The inspiration for such an experience is Scared Straight!, a 1978 documentary that showed a group of juvenile delinquents spending three hours with a group of convicts. Most of the delinquents had been in and out of trouble with the law and the idea was to have them face reality and change their lives. For the most part–although there definitely are critics of the program who say it wasn’t–the teenagers were “scared straight” and the documentary inspired several other television specials, including follow-up shows, and local scared straight programs that were conducted through sheriff’s departments and public schools.

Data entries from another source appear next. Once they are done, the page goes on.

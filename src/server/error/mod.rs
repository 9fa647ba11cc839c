//! Error types and HTTP response handling.
//!
//! This module provides the application's error hierarchy and conversion logic for
//! transforming errors into RFC 7807 problem responses. The `AppError` enum serves
//! as the top-level error type and implements `IntoResponse` so handlers can return
//! it directly.

pub mod config;

use axum::{
    http::{header, HeaderValue, StatusCode},
    response::{IntoResponse, Response},
    Json,
};
use sea_orm::DbErr;
use thiserror::Error;

use crate::{
    model::api::{ProblemDto, PROBLEM_TYPE_BLANK},
    server::error::config::ConfigError,
};

/// Media type of every error body.
pub const PROBLEM_JSON: &str = "application/problem+json";

/// Top-level application error type.
///
/// Aggregates all possible error types that can occur in the application and provides
/// automatic conversion to HTTP responses. Infrastructure errors use `#[from]` for `?`
/// propagation, while request-level variants carry a client-facing message.
#[derive(Error, Debug)]
pub enum AppError {
    /// Configuration error during startup or environment variable loading.
    #[error(transparent)]
    ConfigErr(#[from] ConfigError),

    /// Database operation error from SeaORM.
    ///
    /// Connection failures result in 503 Service Unavailable, anything else in
    /// 500 Internal Server Error. Details are only logged server-side.
    #[error(transparent)]
    DbErr(#[from] DbErr),

    /// I/O error, e.g. failing to bind the listener.
    #[error(transparent)]
    IoErr(#[from] std::io::Error),

    /// Resource not found error.
    ///
    /// Results in 404 Not Found with the provided error message.
    #[error("{0}")]
    NotFound(String),

    /// Invalid request error.
    ///
    /// Results in 400 Bad Request with the provided error message.
    #[error("{0}")]
    BadRequest(String),

    /// Request conflicts with existing data, e.g. a duplicate course name.
    ///
    /// Results in 409 Conflict with the provided error message.
    #[error("{0}")]
    Conflict(String),

    /// Request body was not sent as JSON.
    #[error("{0}")]
    UnsupportedMediaType(String),

    /// The route exists but does not accept the request method.
    #[error("The method is not allowed for the requested URL.")]
    MethodNotAllowed,
}

/// Builds an RFC 7807 problem response with the canonical reason phrase as title.
pub fn problem(status: StatusCode, detail: impl Into<String>) -> Response {
    let body = ProblemDto {
        problem_type: PROBLEM_TYPE_BLANK.to_string(),
        title: status.canonical_reason().unwrap_or("Error").to_string(),
        status: status.as_u16(),
        detail: detail.into(),
    };

    (
        status,
        [(header::CONTENT_TYPE, HeaderValue::from_static(PROBLEM_JSON))],
        Json(body),
    )
        .into_response()
}

/// Converts application errors into HTTP responses.
///
/// # Returns
/// - 400 Bad Request - For `BadRequest` variant
/// - 404 Not Found - For `NotFound` variant
/// - 405 Method Not Allowed - For `MethodNotAllowed` variant
/// - 409 Conflict - For `Conflict` variant
/// - 415 Unsupported Media Type - For `UnsupportedMediaType` variant
/// - 503 Service Unavailable - For database connection failures
/// - 500 Internal Server Error - For all other error types
impl IntoResponse for AppError {
    fn into_response(self) -> Response {
        match self {
            Self::NotFound(msg) => problem(StatusCode::NOT_FOUND, msg),
            Self::BadRequest(msg) => problem(StatusCode::BAD_REQUEST, msg),
            Self::Conflict(msg) => problem(StatusCode::CONFLICT, msg),
            Self::UnsupportedMediaType(msg) => problem(StatusCode::UNSUPPORTED_MEDIA_TYPE, msg),
            Self::MethodNotAllowed => problem(
                StatusCode::METHOD_NOT_ALLOWED,
                Self::MethodNotAllowed.to_string(),
            ),
            Self::DbErr(err @ (DbErr::Conn(_) | DbErr::ConnectionAcquire(_))) => {
                tracing::error!("Database unavailable: {}", err);
                problem(
                    StatusCode::SERVICE_UNAVAILABLE,
                    "Unable to connect to the database",
                )
            }
            err => InternalServerError(err).into_response(),
        }
    }
}

/// Wrapper type for converting any displayable error into a 500 Internal Server Error response.
///
/// Logs the error message and returns a generic detail to the client so that
/// implementation details never leak.
pub struct InternalServerError<E>(pub E);

impl<E: std::fmt::Display> IntoResponse for InternalServerError<E> {
    fn into_response(self) -> Response {
        tracing::error!("{}", self.0);

        problem(StatusCode::INTERNAL_SERVER_ERROR, "Internal server error")
    }
}
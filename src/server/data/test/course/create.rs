use super::*;

/// Tests creating a course with every field set.
///
/// Verifies that the repository inserts the row, assigns an ID and stamps both
/// timestamps with the same instant.
///
/// Expected: Ok(Course) with generated ID
#[tokio::test]
async fn creates_course() -> Result<(), DbErr> {
    let test = TestBuilder::new()
        .with_course_tables()
        .build()
        .await
        .unwrap();
    let db = test.db.as_ref().unwrap();

    let repo = CourseRepository::new(db);
    let course = repo
        .create(CreateCourseParam {
            name: "Level one".to_string(),
            start_date: date("2021-04-04"),
            end_date: date("2023-12-22"),
            lectures: 37,
        })
        .await?;

    assert!(course.id >= 1);
    assert_eq!(course.name, "Level one");
    assert_eq!(course.start_date, date("2021-04-04"));
    assert_eq!(course.end_date, date("2023-12-22"));
    assert_eq!(course.lectures, 37);
    assert_eq!(course.created_at, course.updated_at);

    let count = entity::prelude::Course::find().count(db).await?;
    assert_eq!(count, 1);

    Ok(())
}

/// Tests creating a course whose name is already taken.
///
/// Verifies that the unique constraint on `name` surfaces as a database error.
///
/// Expected: Err(DbErr) and no second row
#[tokio::test]
async fn fails_for_duplicate_name() -> Result<(), DbErr> {
    let test = TestBuilder::new()
        .with_course_tables()
        .build()
        .await
        .unwrap();
    let db = test.db.as_ref().unwrap();

    factory::course::CourseFactory::new(db)
        .name("Level one")
        .build()
        .await?;

    let repo = CourseRepository::new(db);
    let result = repo
        .create(CreateCourseParam {
            name: "Level one".to_string(),
            start_date: date("2022-01-01"),
            end_date: date("2022-06-01"),
            lectures: 10,
        })
        .await;

    assert!(result.is_err());
    let count = entity::prelude::Course::find().count(db).await?;
    assert_eq!(count, 1);

    Ok(())
}
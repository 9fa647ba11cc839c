//! Factory methods for creating test data.
//!
//! Factories insert entities with sensible defaults, reducing boilerplate in tests.
//!
//! # Basic Usage
//!
//! ```rust,ignore
//! use test_utils::factory;
//!
//! #[tokio::test]
//! async fn test_example() -> Result<(), sea_orm::DbErr> {
//!     let db = /* ... */;
//!
//!     // Create with defaults
//!     let course = factory::create_course(&db).await?;
//!
//!     // Insert the six-course sample catalog
//!     let catalog = factory::helpers::create_sample_catalog(&db).await?;
//!
//!     Ok(())
//! }
//! ```
//!
//! # Customization
//!
//! ```rust,ignore
//! let course = factory::course::CourseFactory::new(&db)
//!     .name("Rust for beginners")
//!     .lectures(12)
//!     .build()
//!     .await?;
//! ```

pub mod course;
pub mod helpers;

pub use course::create_course;
pub use helpers::create_sample_catalog;
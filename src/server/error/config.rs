use thiserror::Error;

#[derive(Error, Debug)]
pub enum ConfigError {
    /// Required environment variable is not set.
    ///
    /// The application requires this environment variable to be defined. Check the
    /// `.env.example` file for required configuration variables.
    #[error("Missing required environment variable: {0}")]
    MissingEnvVar(String),

    /// Environment variable is set but its value cannot be used.
    #[error("Invalid value '{value}' for environment variable {name}: {reason}")]
    InvalidEnvVar {
        /// Name of the offending variable
        name: String,
        /// The value as read from the environment
        value: String,
        /// Why the value was rejected
        reason: String,
    },
}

I wasn’t the the type of student to ever wind up in a scared straight program. I was an honors student and my life was very straight and narrow; I hadn’t stolen so much as a pack of gum in my lifetime and never even had an overdue library book. However, in the spring of my junior year of high school, I found myself standing in the middle of a prison cafeteria watching my friend get reamed by a guy named Tracy and his fellow inmate, Cedric. Of course, we weren’t tough-as-nails juvenile delinquents and I think that the two of us would have both urinated all over ourselves if we went on the trip not knowing that we were going to get yelled at by felons because we were not in the scared straight program but part of an 11th grade social studies elective called You and the Law.